◆ **Goal of the exercise**:
Tally the lines below that contain the word "CarFeedback", and give only that number.

BEGIN Given entries

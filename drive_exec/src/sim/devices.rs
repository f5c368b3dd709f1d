//! Simulated equipment
//!
//! Every device reads from or writes to the shared `SimWorld`. The camera
//! thread is the only one that advances time.

// ---------------------------------------------------------------------------
// IMPORTS
// ---------------------------------------------------------------------------

// External
use chrono::Utc;
use log::debug;
use rand::{rngs::StdRng, SeedableRng};
use rand_distr::{Distribution, Normal};
use std::thread::{self, JoinHandle};
use std::time::{Duration, Instant};

// Internal
use super::{SharedWorld, SimError};
use crate::{
    frame_source::FrameSender,
    gps::LocalFrame,
    hw::{Actuator, ConeDetector, FeedbackSource, GpsReceiver, HwError, Imu, InputDevice},
    loc::Landmark,
};
use comms_if::{
    eqpt::{
        cam::{ConeBearing, Frame},
        car::{ActuatorDems, CarFeedback},
        gps::GpsFix,
        imu::ImuSample,
    },
    input::{Button, InputEvent, AXIS_FULL_SCALE, THROTTLE_AXIS},
};
use util::maths::{clamp, wrap_pi};

// ---------------------------------------------------------------------------
// CONSTANTS
// ---------------------------------------------------------------------------

/// Size of the placeholder image carried by each simulated frame.
const FRAME_WIDTH: u32 = 16;
const FRAME_HEIGHT: u32 = 4;

const GRAVITY_MS2: f64 = 9.81;

// ---------------------------------------------------------------------------
// DATA STRUCTURES
// ---------------------------------------------------------------------------

/// Gaussian noise generator.
struct Noise {
    rng: StdRng,
    dist: Option<Normal<f64>>,
}

pub struct SimImu {
    world: SharedWorld,
    noise: Noise,
}

pub struct SimFeedback {
    world: SharedWorld,
}

pub struct SimActuator {
    world: SharedWorld,
}

/// Detects cones by projecting the landmark map through the true pose.
pub struct SimConeDetector {
    world: SharedWorld,
    landmarks: Vec<Landmark>,
    noise: Noise,
}

pub struct SimGps {
    world: SharedWorld,
    frame: LocalFrame,
}

/// Operator who presses Home, then engages autodrive with a fixed throttle
/// stick.
pub struct ScriptedInput {
    start: Instant,
    home_at: Duration,
    engage_at: Duration,
    throttle_stick: f64,
    home_sent: bool,
    engaged: bool,
}

// ---------------------------------------------------------------------------
// PUBLIC FUNCTIONS
// ---------------------------------------------------------------------------

/// Spawn the simulated camera, which steps the world and sends a frame every
/// `period` until the sender's source stops.
pub fn spawn_camera(
    world: SharedWorld,
    sender: FrameSender,
    period: Duration,
) -> Result<JoinHandle<()>, SimError> {
    thread::Builder::new()
        .name("sim_camera".into())
        .spawn(move || {
            let mut last = Instant::now();

            while sender.is_running() {
                thread::sleep(period);

                let now = Instant::now();
                world.lock().step((now - last).as_secs_f64());
                last = now;

                let frame = Frame {
                    timestamp: Utc::now(),
                    width: FRAME_WIDTH,
                    height: FRAME_HEIGHT,
                    data: vec![0; (FRAME_WIDTH * FRAME_HEIGHT) as usize],
                };

                if !sender.send(frame) {
                    break;
                }
            }

            debug!("Simulated camera stopped");
        })
        .map_err(SimError::SpawnFailed)
}

// ---------------------------------------------------------------------------
// IMPLEMENTATIONS
// ---------------------------------------------------------------------------

impl Noise {
    fn new(std_dev: f64, seed: u64) -> Self {
        let rng = if seed == 0 {
            StdRng::from_entropy()
        } else {
            StdRng::seed_from_u64(seed)
        };

        Self {
            rng,
            dist: if std_dev > 0.0 {
                Normal::new(0.0, std_dev).ok()
            } else {
                None
            },
        }
    }

    fn sample(&mut self) -> f64 {
        match self.dist {
            Some(ref d) => d.sample(&mut self.rng),
            None => 0.0,
        }
    }
}

impl SimImu {
    pub fn new(world: SharedWorld) -> Self {
        let (sd, seed) = {
            let w = world.lock();
            (w.params().gyro_noise_rads, w.params().seed)
        };
        Self {
            world,
            noise: Noise::new(sd, seed),
        }
    }
}

impl Imu for SimImu {
    fn read(&mut self) -> Result<ImuSample, HwError> {
        let (v, w, bias) = {
            let world = self.world.lock();
            (world.v_ms, world.yaw_rate_rads, world.params().gyro_bias_rads)
        };

        Ok(ImuSample {
            accel_ms2: [0.0, (v * w) as f32, GRAVITY_MS2 as f32],
            gyro_rads: [0.0, 0.0, (w + bias + self.noise.sample()) as f32],
            temp_c: 25.0,
        })
    }
}

impl SimFeedback {
    pub fn new(world: SharedWorld) -> Self {
        Self { world }
    }
}

impl FeedbackSource for SimFeedback {
    fn read_feedback(&mut self) -> Result<CarFeedback, HwError> {
        let w = self.world.lock();

        // Same calibration the estimator inverts
        let servo = 127.0 - 100.0 * w.steering;
        let enc = w.encoder();
        let tick_us = if w.v_ms > 0.0 {
            clamp(&(w.params().meters_per_tick / w.v_ms * 1e6), &0.0, &(u16::MAX as f64)) as u16
        } else {
            u16::MAX
        };

        Ok(CarFeedback {
            servo_pos: clamp(&servo, &0.0, &255.0) as u8,
            wheel_pos: [enc; 4],
            wheel_dt: [tick_us; 4],
        })
    }
}

impl SimActuator {
    pub fn new(world: SharedWorld) -> Self {
        Self { world }
    }
}

impl Actuator for SimActuator {
    fn set_controls(&mut self, dems: &ActuatorDems) -> Result<(), HwError> {
        let mut w = self.world.lock();
        w.throttle = dems.throttle as f64 / 127.0;
        w.steering = dems.steering as f64 / 127.0;
        Ok(())
    }
}

impl SimConeDetector {
    pub fn new(world: SharedWorld, landmarks: Vec<Landmark>) -> Self {
        let (sd, seed) = {
            let w = world.lock();
            (w.params().bearing_noise_rad, w.params().seed)
        };
        Self {
            world,
            landmarks,
            // Separate stream from the IMU
            noise: Noise::new(sd, seed.wrapping_add(1)),
        }
    }
}

impl ConeDetector for SimConeDetector {
    fn find_cones(
        &mut self,
        _frame: &Frame,
        _thresh: f64,
        _gyro_z_rads: f32,
        max_cones: usize,
        out: &mut Vec<ConeBearing>,
    ) -> usize {
        out.clear();

        let (pose, half_fov, range) = {
            let w = self.world.lock();
            (w.pose, w.params().camera_half_fov_rad, w.params().cone_range_m)
        };

        for lm in self.landmarks.iter() {
            if out.len() >= max_cones {
                break;
            }

            let dx = lm.x_m - pose.x_m;
            let dy = lm.y_m - pose.y_m;
            if dx.hypot(dy) > range {
                continue;
            }

            let bearing = wrap_pi(dy.atan2(dx) - pose.heading_rad);
            if bearing.abs() > half_fov {
                continue;
            }

            out.push((bearing + self.noise.sample()) as ConeBearing);
        }

        out.len()
    }
}

impl SimGps {
    /// Map X is east and map Y is north in `frame`.
    pub fn new(world: SharedWorld, frame: LocalFrame) -> Self {
        Self { world, frame }
    }
}

impl GpsReceiver for SimGps {
    fn read_fix(&mut self) -> Result<Option<GpsFix>, HwError> {
        let (pose, v) = {
            let w = self.world.lock();
            (w.pose, w.v_ms)
        };

        let (lat_e7, lon_e7) = self.frame.to_global(pose.x_m, pose.y_m);
        let north = v * pose.heading_rad.sin() * 1e3;
        let east = v * pose.heading_rad.cos() * 1e3;

        Ok(Some(GpsFix {
            lat_e7,
            lon_e7,
            num_sv: 9,
            fix_type: 3,
            vel_ned_mm_s: [north as i32, east as i32, 0],
            h_acc_mm: 1500,
        }))
    }
}

impl ScriptedInput {
    pub fn new(home_at_s: f64, engage_at_s: f64, throttle_stick: f64) -> Self {
        Self {
            start: Instant::now(),
            home_at: Duration::from_secs_f64(home_at_s.max(0.0)),
            engage_at: Duration::from_secs_f64(engage_at_s.max(0.0)),
            throttle_stick: clamp(&throttle_stick, &0.0, &1.0),
            home_sent: false,
            engaged: false,
        }
    }

    fn due(&mut self) -> Vec<InputEvent> {
        let elapsed = self.start.elapsed();
        let mut events = Vec::new();

        if !self.home_sent && elapsed >= self.home_at {
            self.home_sent = true;
            events.push(InputEvent::ButtonPress(Button::Home));
        }

        if self.home_sent && !self.engaged && elapsed >= self.engage_at {
            self.engaged = true;

            // Forward on the throttle stick reads negative
            events.push(InputEvent::Axis {
                axis: THROTTLE_AXIS,
                value: -(self.throttle_stick * AXIS_FULL_SCALE as f64) as i16,
            });
            events.push(InputEvent::ButtonPress(Button::L));
        }

        events
    }
}

impl InputDevice for ScriptedInput {
    fn poll(&mut self, timeout: Duration) -> Result<Vec<InputEvent>, HwError> {
        let events = self.due();
        if events.is_empty() {
            thread::sleep(timeout);
        }
        Ok(events)
    }
}

#[cfg(test)]
mod test {
    use super::*;
    use crate::sim::{SimParams, SimWorld};
    use comms_if::input::normalise_axis;

    fn world() -> SharedWorld {
        SharedWorld::new(SimWorld::new(SimParams {
            bearing_noise_rad: 0.0,
            gyro_noise_rads: 0.0,
            seed: 1,
            ..Default::default()
        }))
    }

    fn frame() -> Frame {
        Frame {
            timestamp: Utc::now(),
            width: 0,
            height: 0,
            data: Vec::new(),
        }
    }

    #[test]
    fn test_cone_visibility() {
        let w = world();
        let mut det = SimConeDetector::new(
            w.clone(),
            vec![
                // Ahead and left
                Landmark { x_m: 5.0, y_m: 1.0 },
                // Behind
                Landmark { x_m: -5.0, y_m: 0.0 },
                // Out of range
                Landmark { x_m: 50.0, y_m: 0.0 },
                // Outside the field of view
                Landmark { x_m: 1.0, y_m: 3.0 },
            ],
        );

        let mut out = Vec::new();
        assert_eq!(det.find_cones(&frame(), 0.0, 0.0, 8, &mut out), 1);
        assert!((out[0] as f64 - (1.0f64).atan2(5.0)).abs() < 1e-6);

        // Turning to face the cone puts it dead ahead
        w.lock().pose.heading_rad = (1.0f64).atan2(5.0);
        det.find_cones(&frame(), 0.0, 0.0, 8, &mut out);
        assert!(out[0].abs() < 1e-6);

        assert_eq!(det.find_cones(&frame(), 0.0, 0.0, 0, &mut out), 0);
    }

    #[test]
    fn test_car_loop() {
        let w = world();
        let mut act = SimActuator::new(w.clone());
        let mut fb = SimFeedback::new(w.clone());

        act.set_controls(&ActuatorDems::from_normalised(0, 1.0, -0.5)).unwrap();
        assert_eq!(w.lock().throttle, 1.0);

        let before = fb.read_feedback().unwrap();
        for _ in 0..50 {
            w.lock().step(0.01);
        }
        let after = fb.read_feedback().unwrap();

        let ticks = after.ticks_since(&before)[0] as f64;
        let expected = w.lock().odometer_ticks.floor();
        assert_eq!(ticks, expected);
        assert!(after.servo_pos > 127);
        assert!(after.wheel_dt[0] < u16::MAX);
    }

    #[test]
    fn test_imu_reports_bias() {
        let w = world();
        let mut imu = SimImu::new(w);
        let s = imu.read().unwrap();
        assert!((s.yaw_rate_rads() - 0.01).abs() < 1e-6);
        assert!(s.is_valid());
    }

    #[test]
    fn test_gps_tracks_pose() {
        let w = world();
        let frame = LocalFrame::new(515_000_000, -1_000_000).unwrap();
        let mut gps = SimGps::new(w.clone(), frame);

        {
            let mut g = w.lock();
            g.pose.x_m = 30.0;
            g.pose.y_m = -12.0;
            g.v_ms = 2.0;
        }

        let fix = gps.read_fix().unwrap().unwrap();
        assert!(fix.has_fix());
        let local = frame.to_local(&fix);
        assert!((local[0] - 30.0).abs() < 0.05);
        assert!((local[1] + 12.0).abs() < 0.05);
        assert!((fix.ground_speed_ms() - 2.0).abs() < 1e-3);
    }

    #[test]
    fn test_scripted_operator() {
        let mut input = ScriptedInput::new(0.0, 0.0, 0.5);

        let events = input.poll(Duration::from_millis(1)).unwrap();
        assert_eq!(events.len(), 3);
        assert_eq!(events[0], InputEvent::ButtonPress(Button::Home));
        match events[1] {
            InputEvent::Axis { axis, value } => {
                assert_eq!(axis, THROTTLE_AXIS);
                assert!((-normalise_axis(value) - 0.5).abs() < 1e-3);
            }
            ref e => panic!("unexpected event {:?}", e),
        }
        assert_eq!(events[2], InputEvent::ButtonPress(Button::L));

        assert!(input.poll(Duration::from_millis(1)).unwrap().is_empty());
    }
}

END Given entries

◆ **Written answer**:
3